Medically reviewed by

Dr. J. N. Naidu

Published At January 12, 2023
Reviewed AtMay 17, 2023

Overview

Elagolix is an antagonist of gonadotropin-releasing hormone receptors for treating average to extreme aches connected with endometriosis. In the year 2018, the United States Food and Drug Administration (FDA) authorized Elagolix to manage aches connected with endometriosis. It was the first medicine particularly approved for pain control in endometriosis.
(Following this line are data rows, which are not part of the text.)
use std::collections::{HashMap, HashSet};
use crate::models::{Camp, MatchRequest, RankedItem};
use crate::core::weights::{rank_weight, MonthSlot, ADVENTURE_FACTOR};

/// Lowercased lookup names for one ranked preference, tried in order
#[derive(Debug, Clone, Default, PartialEq, Eq)]
pub struct PreferenceKey {
    candidates: Vec<String>,
}

impl PreferenceKey {
    pub fn new<I, S>(names: I) -> Self
    where
        I: IntoIterator<Item = S>,
        S: AsRef<str>,
    {
        Self {
            candidates: names
                .into_iter()
                .map(|n| n.as_ref().to_lowercase())
                .filter(|n| !n.is_empty())
                .collect(),
        }
    }

    pub fn candidates(&self) -> &[String] {
        &self.candidates
    }

    /// No usable name; scores 0 everywhere
    pub fn is_empty(&self) -> bool {
        self.candidates.is_empty()
    }
}

impl From<&RankedItem> for PreferenceKey {
    fn from(item: &RankedItem) -> Self {
        Self::new(item.lookup_names())
    }
}

/// Request preferences normalized once per match call
#[derive(Debug, Clone)]
pub struct PreferenceProfile<'a> {
    pub animals: Vec<PreferenceKey>,
    pub adventures: Vec<PreferenceKey>,
    pub months: &'a [String],
}

impl<'a> PreferenceProfile<'a> {
    pub fn from_request(request: &'a MatchRequest) -> Self {
        Self {
            animals: request.animals().map(PreferenceKey::from).collect(),
            adventures: request.adventures().map(PreferenceKey::from).collect(),
            months: &request.months,
        }
    }
}

/// Case-insensitive view over a camp's sightings and activities
#[derive(Debug)]
pub struct CampIndex<'a> {
    pub camp: &'a Camp,
    animal_prob: HashMap<String, f64>,
    adventures: HashSet<String>,
}

impl<'a> CampIndex<'a> {
    pub fn new(camp: &'a Camp) -> Self {
        let mut animal_prob = HashMap::with_capacity(camp.animal_prob.len());
        for (animal, prob) in &camp.animal_prob {
            animal_prob.entry(animal.to_lowercase()).or_insert(*prob);
        }

        Self {
            camp,
            animal_prob,
            adventures: camp.adventures.iter().map(|a| a.to_lowercase()).collect(),
        }
    }

    /// Sighting probability of the first candidate the camp records; 0 otherwise
    pub fn probability(&self, key: &PreferenceKey) -> f64 {
        key.candidates()
            .iter()
            .find_map(|name| self.animal_prob.get(name))
            .copied()
            .unwrap_or(0.0)
    }

    pub fn offers(&self, key: &PreferenceKey) -> bool {
        key.candidates().iter().any(|name| self.adventures.contains(name))
    }

    fn month(&self, slot: MonthSlot) -> Option<&'a str> {
        match slot {
            MonthSlot::Best => self.camp.months_best.as_deref(),
            MonthSlot::Second => self.camp.months_second.as_deref(),
            MonthSlot::Third => self.camp.months_third.as_deref(),
        }
    }
}

/// Per-component score of a single camp
#[derive(Debug, Clone, Copy, Default, PartialEq)]
pub struct ScoreBreakdown {
    pub animals: f64,
    pub adventures: f64,
    pub months: f64,
}

impl ScoreBreakdown {
    pub fn total(&self) -> f64 {
        self.animals + self.adventures + self.months
    }
}

/// Score a camp against normalized preferences
///
/// Scoring formula:
/// score = Σ rank_weight(i) * animalProb[animal_i]
///       + Σ rank_weight(j) * 0.75 * offers(adventure_j)
///       + 3 * month_rank(best) + 2 * month_rank(second) + 1 * month_rank(third)
pub fn score_camp(camp: &CampIndex<'_>, profile: &PreferenceProfile<'_>) -> ScoreBreakdown {
    ScoreBreakdown {
        animals: animal_score(camp, &profile.animals),
        adventures: adventure_score(camp, &profile.adventures),
        months: month_score(camp, profile.months),
    }
}

pub fn animal_score(camp: &CampIndex<'_>, animals: &[PreferenceKey]) -> f64 {
    animals
        .iter()
        .enumerate()
        .map(|(position, key)| rank_weight(position) * camp.probability(key))
        .sum()
}

pub fn adventure_score(camp: &CampIndex<'_>, adventures: &[PreferenceKey]) -> f64 {
    adventures
        .iter()
        .enumerate()
        .filter(|(_, key)| camp.offers(key))
        .map(|(position, _)| rank_weight(position) * ADVENTURE_FACTOR)
        .sum()
}

pub fn month_score(camp: &CampIndex<'_>, months: &[String]) -> f64 {
    MonthSlot::ALL
        .iter()
        .filter_map(|slot| camp.month(*slot).map(|id| slot.bonus() * month_rank_score(id, months)))
        .sum()
}

/// Linear decay from 1 for the caller's first month towards 1/len for the last.
/// Months the caller did not rank score 0.
#[inline]
pub fn month_rank_score(month_id: &str, months: &[String]) -> f64 {
    match months.iter().position(|m| m == month_id) {
        Some(position) => (months.len() - position) as f64 / months.len() as f64,
        None => 0.0,
    }
}
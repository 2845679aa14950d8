// Core algorithm exports
pub mod filters;
pub mod matcher;
pub mod scoring;
pub mod weights;

pub use filters::fits_duration;
pub use matcher::{Matcher, MatchingConfig, MatchError, UnknownCategoryPolicy, DEFAULT_PER_CATEGORY};
pub use scoring::{score_camp, month_rank_score, CampIndex, PreferenceProfile, ScoreBreakdown};
pub use weights::{rank_weight, MonthSlot, ADVENTURE_FACTOR, RANK_WEIGHTS};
How Does Elagolix Drug Work?

Endometriosis is a familiar syndrome that induces considerable aches, morbidity, and disability. Elagolix is an efficacious medicine in managing the manifestations of endometriosis and is a comparatively safer choice. Elagolix is an antagonist of gonadotropin-releasing hormone receptors that interferes with endogenous gonadotropin-releasing hormone signaling by attaching competitively to gonadotropin-releasing hormone receptors in the pituitary gland. Elagolix will suppress the luteinizing hormone and follicle-stimulating hormone, causing reduced concentrations of the ovarian sex hormones, estradiol, and progesterone in the blood.

Uses of Elagolix

Elagolix is indicated mainly for managing and treating medium to intense endometriosis-related aches.

Limitations

The Elagolix limitation is based on its dose and the presence of co-existing conditions in the patient.

Dosage and Administration

Important Dosing Information

  • Elagolix tablets should be taken within seven days after the beginning of periods and exclude pregnancy before the administration of Elagolix.

  • The drug should be taken simultaneously daily, with or without the food.
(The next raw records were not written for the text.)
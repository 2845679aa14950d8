use actix_cors::Cors;
use actix_web::{middleware, web, App, HttpServer};
use safari_matcher::config::{CatalogSource, Settings};
use safari_matcher::core::{Matcher, MatchingConfig};
use safari_matcher::routes::{self, matches::AppState};
use safari_matcher::services::{CatalogCache, CatalogStore, PostgresClient};
use std::io;
use std::path::PathBuf;
use std::sync::Arc;
use tracing::{error, info, warn};

#[actix_web::main]
async fn main() -> io::Result<()> {
    // Load .env file if present
    dotenv::dotenv().ok();

    // Load configuration
    let settings = Settings::load().map_err(|e| {
        eprintln!("Failed to load configuration: {}", e);
        io::Error::new(io::ErrorKind::InvalidInput, e)
    })?;

    // Initialize logging
    settings.logging.init_subscriber();

    info!("Starting SafariMatcher service...");

    // Initialize PostgreSQL client (optional unless the catalog lives there)
    let postgres = match &settings.database {
        Some(db) => match PostgresClient::from_settings(
            &db.url,
            db.max_connections,
            db.min_connections,
            db.acquire_timeout_secs,
            db.idle_timeout_secs,
        )
        .await
        {
            Ok(client) => {
                info!("PostgreSQL client initialized (max: {} connections)", db.max_connections.unwrap_or(10));
                Some(Arc::new(client))
            }
            Err(e) if settings.catalog.source == CatalogSource::Postgres => {
                error!("Failed to connect to PostgreSQL: {}", e);
                return Err(io::Error::new(io::ErrorKind::ConnectionRefused, e));
            }
            Err(e) => {
                warn!("Failed to connect to PostgreSQL ({}), preferences will not be stored", e);
                None
            }
        },
        None => {
            info!("No database configured, preferences will not be stored");
            None
        }
    };

    // Catalog store
    let catalog = match (settings.catalog.source, &postgres) {
        (CatalogSource::File, _) => CatalogStore::File(PathBuf::from(&settings.catalog.path)),
        (CatalogSource::Postgres, Some(client)) => CatalogStore::Postgres(Arc::clone(client)),
        (CatalogSource::Postgres, None) => {
            error!("catalog.source = \"postgres\" requires a [database] section");
            return Err(io::Error::new(io::ErrorKind::InvalidInput, "missing database settings"));
        }
    };

    let cache_ttl = settings.cache.ttl_secs.unwrap_or(300);
    let cache = Arc::new(CatalogCache::new(cache_ttl));

    // Fail fast on a missing or invalid catalog
    let snapshot = cache.get_or_load(&catalog).await.map_err(|e| {
        error!("Failed to load catalog from {}: {}", catalog.describe(), e);
        io::Error::new(io::ErrorKind::InvalidData, e)
    })?;

    info!("Catalog ready: {} camps (cache TTL: {}s)", snapshot.camps.len(), cache_ttl);

    // Initialize matcher
    let matcher = Matcher::new(MatchingConfig::from(&settings.matching));

    info!("Matcher initialized with config: {:?}", matcher.config());

    // Build application state
    let app_state = AppState {
        catalog,
        cache,
        postgres,
        matcher,
    };

    // Configure HTTP server
    let host = settings.server.host.clone();
    let port = settings.server.port;
    let workers = settings.server.workers.unwrap_or(4);

    info!("Starting HTTP server on {}:{}", host, port);

    HttpServer::new(move || {
        let cors = Cors::permissive();

        App::new()
            .app_data(web::Data::new(app_state.clone()))
            .app_data(routes::json_config())
            .wrap(cors)
            .wrap(middleware::Logger::default())
            .wrap(middleware::Compress::default())
            .configure(routes::configure_routes)
    })
    .workers(workers)
    .bind((host, port))?
    .run()
    .await
}
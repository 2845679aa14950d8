// Service exports
pub mod cache;
pub mod catalog;
pub mod postgres;

pub use cache::CatalogCache;
pub use catalog::{apply_seed_durations, read_catalog_file, validate_catalog, CatalogError, CatalogStore};
pub use postgres::{CatalogCounts, Collection, PostgresClient, PostgresError};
  • Based on the treatment objective and manifestations, the dosage is planned. The lowest effective dosage should be taken.

  • Confine the period of Elagolix usage due to its bone loss manifestation.

Dosage and Administration of Elagolix

How to Use an Elagolix Tablet?

  • Take the medication through the mouth. It can be taken with or without food. It is usually given once or twice per day. The dosage and duration vary depending on the condition and the patient's reaction. It is planned to give for 6 to 24 months to reduce the bone loss side effect.

  • Take the Elagolix tablet precisely as per the healthcare provider's instructions. It is always better to do a pregnancy test before the beginning of therapy. The Elagolix tablets are recommended to take within seven days after the beginning of the period.

  • If the patient takes too much Elagolix, they must inform their healthcare provider or immediately proceed to the closest hospital emergency room. In case of a missing dose of Elagolix: 150 mg (once daily), ingest it immediately as it is on the exact day. Should not intake more than one tablet each day. Also, a dosage of 200 mg maximum daily dose; intake immediately when recognized, as it is on the exact day. Should not intake more than two tablets daily.

Hepatic Impairment:

  • There is no dosage adjustment required for women who have mild hepatic impairment.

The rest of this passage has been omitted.